Google E-books: The future ain’t what it used to be.
Google opened its long-awaited e-book store on Monday to much fanfare and media attention, but now that a few days have passed and smart observers have had chance to play with the thing, it doesn’t look like the Amazon-killer many had hoped for.
I’ve tried my hardest to shirk my journalistic duty by ignoring the whole thing, curling up instead with a print edition of a new novel called How to Live Safely in a Science Fictional Universe, by wunderkind Charles Yu. The book is a bust, for reasons I may explain elsewhere, but the title is possibly the most clever and also the most relevant of the decade, if not the entirety of human history.
When I was a child, I not only spake as a child but I also loved all things science fiction. I longed for the time–almost within my grasp! — when I could zip around the stars with Kirk and Spock, or traverse galaxies via a Tunnel in the Sky, or homestead the Red Planet during the era of The Martian Chronicles, or participate in the next step of human evolution at the foot of a monolith on one of Saturn’s moons.
At the very least, I’d be talking with my mind, commuting in a flying car, living in a house designed by Richard Neutra, relaxing with an after-work cocktail served by a servo-butler and smoking vitamin-packed cigarettes.
The sci-fi reality turns out to be a lot less glamorous, stylish or interesting. And we do live in a science fiction reality, thanks to the dazzling capacities of digital technology — which is busily destroying, supplanting or eating everything I hold dear, and without giving real value in return.
For example, the Internet has blasted newspapers and magazines into obsolescence, yet remains, apart from speed, a vastly inferior source of news and journalism.

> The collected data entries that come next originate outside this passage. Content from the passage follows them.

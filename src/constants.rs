pub const PAGE_SHIFT: u32 = 8;
pub const PAGE_SIZE: usize = 1 << PAGE_SHIFT;
pub const PAGE_COUNT: usize = 64;
pub const MEM_SIZE: usize = PAGE_SIZE * PAGE_COUNT;

pub const OFFSET_MASK: u32 = (1 << PAGE_SHIFT) - 1;

/// Zero page layout: the allocation table, then the process directory.
pub const ALLOC_TABLE_BASE: usize = 0;
pub const PROC_DIR_BASE: usize = ALLOC_TABLE_BASE + PAGE_COUNT;

/// Physical page 0 holds the tables above and is never handed out.
pub const RESERVED_PAGE: u8 = 0;

/// Page-table entry and directory slot value meaning "nothing here".
pub const UNMAPPED: u8 = 0;

pub const PAGE_FREE: u8 = 0;
pub const PAGE_USED: u8 = 1;

const _: () = assert!(PAGE_SIZE * PAGE_COUNT == MEM_SIZE);
const _: () = assert!(PROC_DIR_BASE + PAGE_COUNT <= PAGE_SIZE);
const _: () = assert!(PAGE_COUNT <= u8::MAX as usize + 1);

Here’s another blog IOU: Someday I promise to explain why newspapers are a superior news source to the Internet. It’s not, let me assure, just because I personally prefer the feel of newsprint.
Although I do. My preference for printed books over e-books is, I’ll admit, largely a matter of aesthetics. The idea of reading a book off a screen makes me itch all over and incites a desire to shout and throw things this way and that, which would be dumb as I’m sitting at a desk in my own apartment and there are no robomaids around to clean up after me.
I also harbor a secret suspicion that e-books are actually Mimzies sent from a future time to corrupt our minds for the betterment of our dying descendants by sending them samples of our unsullied DNA (the joke’s on them — too late!).
Okay, okay, I digress. Over at Salon.com, Laura Miller, a much more diligent journalist than I am, and probably a better all-round human being, has conducted a thorough examination of the Google store and found it wanting in comparison with the evil Galactic Empire — er, I mean Amazon.
You can see her reasoning here. She also, to my chagrin, explains clearly why she sometimes prefers e-books to printed ones (et tu, Laura?!?). Her biggest problem with the Google store? Amazingly, given what, you know, Google is famous for, it’s how clumsy the site’s search function is.
Ryk Myslewski also examines the Google store at The Register, a U.K. site, and his conclusion: “Google Books Spanked by Amazon Kindle.”
One unmitigated boon of the Google store (and there are others, for those who give a sh–, oops, sorry — a hoot) is its partnership with independent book stores, which can now sell Google e-books and get a sliver of the digital pie. Not surprisingly, then, one of the best basic primers on the Google store can be found at the website for The Tattered Cover, Denver’s outstanding downtown independent book store.
Now please excuse me while I go reread The Voyage of the Space Beagle. I feel a need to indulge some future nostalgia.